═══ Supplied material ═══

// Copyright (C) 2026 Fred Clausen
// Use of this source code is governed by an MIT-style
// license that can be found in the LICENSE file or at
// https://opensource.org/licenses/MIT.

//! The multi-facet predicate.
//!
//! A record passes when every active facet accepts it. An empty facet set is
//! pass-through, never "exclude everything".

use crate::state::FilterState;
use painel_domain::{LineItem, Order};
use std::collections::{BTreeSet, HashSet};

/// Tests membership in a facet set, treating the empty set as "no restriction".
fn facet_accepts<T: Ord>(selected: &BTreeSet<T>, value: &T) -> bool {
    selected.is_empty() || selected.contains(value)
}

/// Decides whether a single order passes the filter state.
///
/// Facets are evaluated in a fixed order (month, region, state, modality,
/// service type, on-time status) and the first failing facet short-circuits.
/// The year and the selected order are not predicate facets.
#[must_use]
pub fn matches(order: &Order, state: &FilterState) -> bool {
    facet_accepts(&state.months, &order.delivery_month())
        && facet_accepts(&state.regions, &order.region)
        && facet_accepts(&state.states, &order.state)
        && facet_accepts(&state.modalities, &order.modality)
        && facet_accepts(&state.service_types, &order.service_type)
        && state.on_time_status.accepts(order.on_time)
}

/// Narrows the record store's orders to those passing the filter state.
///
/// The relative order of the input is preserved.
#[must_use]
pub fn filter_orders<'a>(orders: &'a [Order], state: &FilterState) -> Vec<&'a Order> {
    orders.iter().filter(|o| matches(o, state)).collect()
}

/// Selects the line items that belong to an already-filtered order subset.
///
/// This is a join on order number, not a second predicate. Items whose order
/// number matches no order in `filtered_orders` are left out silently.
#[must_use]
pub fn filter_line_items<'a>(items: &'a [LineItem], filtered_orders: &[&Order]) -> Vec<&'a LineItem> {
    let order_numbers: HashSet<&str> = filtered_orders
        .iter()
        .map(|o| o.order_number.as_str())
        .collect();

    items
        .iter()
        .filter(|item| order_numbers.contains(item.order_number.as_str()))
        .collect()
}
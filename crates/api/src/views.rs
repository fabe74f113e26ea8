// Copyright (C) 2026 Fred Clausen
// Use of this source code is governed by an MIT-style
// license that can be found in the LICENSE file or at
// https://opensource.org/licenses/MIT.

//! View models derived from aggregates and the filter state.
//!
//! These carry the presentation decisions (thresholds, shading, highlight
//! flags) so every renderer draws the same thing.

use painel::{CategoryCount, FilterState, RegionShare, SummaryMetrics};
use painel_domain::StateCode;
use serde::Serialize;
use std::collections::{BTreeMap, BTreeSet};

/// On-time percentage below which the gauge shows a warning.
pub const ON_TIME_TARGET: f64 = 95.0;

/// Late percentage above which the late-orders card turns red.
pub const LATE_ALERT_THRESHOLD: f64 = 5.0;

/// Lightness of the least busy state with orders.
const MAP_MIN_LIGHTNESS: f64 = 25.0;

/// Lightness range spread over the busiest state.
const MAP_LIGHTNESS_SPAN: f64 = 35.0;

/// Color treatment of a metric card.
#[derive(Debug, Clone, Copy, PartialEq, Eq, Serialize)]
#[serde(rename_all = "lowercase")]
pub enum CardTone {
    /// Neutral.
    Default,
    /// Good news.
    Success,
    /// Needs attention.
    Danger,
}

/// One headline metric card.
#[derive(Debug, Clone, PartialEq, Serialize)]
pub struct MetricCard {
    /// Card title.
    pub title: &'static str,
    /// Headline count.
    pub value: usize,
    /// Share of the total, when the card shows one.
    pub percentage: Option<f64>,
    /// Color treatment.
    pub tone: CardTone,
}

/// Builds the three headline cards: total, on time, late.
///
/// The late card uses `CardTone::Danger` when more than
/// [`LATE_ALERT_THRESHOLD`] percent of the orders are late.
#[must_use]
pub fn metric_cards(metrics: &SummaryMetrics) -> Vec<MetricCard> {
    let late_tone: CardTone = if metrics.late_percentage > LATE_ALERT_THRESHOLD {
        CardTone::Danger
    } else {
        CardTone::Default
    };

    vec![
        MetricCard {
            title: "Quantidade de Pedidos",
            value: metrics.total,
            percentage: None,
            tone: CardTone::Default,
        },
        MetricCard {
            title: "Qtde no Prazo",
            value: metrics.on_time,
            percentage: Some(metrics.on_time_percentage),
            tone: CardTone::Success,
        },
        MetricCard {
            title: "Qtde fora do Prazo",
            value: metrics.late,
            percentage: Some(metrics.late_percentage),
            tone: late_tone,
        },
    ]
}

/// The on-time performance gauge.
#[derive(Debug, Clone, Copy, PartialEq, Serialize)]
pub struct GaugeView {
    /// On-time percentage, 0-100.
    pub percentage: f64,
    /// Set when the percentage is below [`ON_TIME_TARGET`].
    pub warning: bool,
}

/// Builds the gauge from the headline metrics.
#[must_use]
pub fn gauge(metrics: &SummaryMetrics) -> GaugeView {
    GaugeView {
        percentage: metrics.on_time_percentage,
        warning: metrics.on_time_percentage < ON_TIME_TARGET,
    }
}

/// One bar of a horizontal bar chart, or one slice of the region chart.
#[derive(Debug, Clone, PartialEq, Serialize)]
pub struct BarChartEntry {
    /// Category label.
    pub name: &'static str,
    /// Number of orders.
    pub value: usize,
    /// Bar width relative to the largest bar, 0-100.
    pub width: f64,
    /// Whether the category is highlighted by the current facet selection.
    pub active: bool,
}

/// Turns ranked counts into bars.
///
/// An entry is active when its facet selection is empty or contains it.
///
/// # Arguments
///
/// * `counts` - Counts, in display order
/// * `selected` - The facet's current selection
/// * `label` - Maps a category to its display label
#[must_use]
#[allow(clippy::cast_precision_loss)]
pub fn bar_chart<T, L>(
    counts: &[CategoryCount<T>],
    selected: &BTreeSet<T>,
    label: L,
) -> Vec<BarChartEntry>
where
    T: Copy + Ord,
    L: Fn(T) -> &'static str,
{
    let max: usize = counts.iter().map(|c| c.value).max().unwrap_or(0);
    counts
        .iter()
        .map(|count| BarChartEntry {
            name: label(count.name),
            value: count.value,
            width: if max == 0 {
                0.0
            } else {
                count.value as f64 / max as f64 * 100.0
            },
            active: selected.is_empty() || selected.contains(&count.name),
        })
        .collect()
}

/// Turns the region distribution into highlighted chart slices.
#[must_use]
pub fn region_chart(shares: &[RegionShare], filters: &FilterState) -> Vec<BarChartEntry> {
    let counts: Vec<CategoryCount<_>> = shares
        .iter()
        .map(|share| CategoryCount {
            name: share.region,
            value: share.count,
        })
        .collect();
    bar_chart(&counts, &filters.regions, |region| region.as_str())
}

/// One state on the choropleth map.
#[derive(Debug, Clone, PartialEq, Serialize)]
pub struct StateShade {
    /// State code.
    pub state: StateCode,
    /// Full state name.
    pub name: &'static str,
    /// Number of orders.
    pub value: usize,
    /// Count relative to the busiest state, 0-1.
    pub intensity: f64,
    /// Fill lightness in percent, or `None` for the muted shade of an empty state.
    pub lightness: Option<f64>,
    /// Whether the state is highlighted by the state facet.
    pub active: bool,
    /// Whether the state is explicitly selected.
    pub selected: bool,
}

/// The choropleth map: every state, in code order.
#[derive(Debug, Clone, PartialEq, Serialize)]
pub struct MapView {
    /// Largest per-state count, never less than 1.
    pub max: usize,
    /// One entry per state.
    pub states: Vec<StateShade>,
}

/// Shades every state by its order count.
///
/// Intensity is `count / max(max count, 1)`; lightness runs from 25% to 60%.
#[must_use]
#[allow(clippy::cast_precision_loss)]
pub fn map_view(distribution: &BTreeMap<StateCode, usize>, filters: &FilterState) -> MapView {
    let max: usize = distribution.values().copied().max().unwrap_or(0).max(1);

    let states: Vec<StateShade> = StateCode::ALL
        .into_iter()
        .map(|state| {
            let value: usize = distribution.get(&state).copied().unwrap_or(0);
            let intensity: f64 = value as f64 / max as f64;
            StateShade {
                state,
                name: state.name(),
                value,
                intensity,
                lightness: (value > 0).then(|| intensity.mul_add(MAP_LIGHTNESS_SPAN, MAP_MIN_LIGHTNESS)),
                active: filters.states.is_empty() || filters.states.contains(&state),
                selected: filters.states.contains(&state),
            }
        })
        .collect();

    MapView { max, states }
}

═══

Assignment: If a line in the records has the word "struct", copy that line.

Written reply:
pub struct MetricCard {
pub struct GaugeView {
pub struct BarChartEntry {
pub struct StateShade {
pub struct MapView {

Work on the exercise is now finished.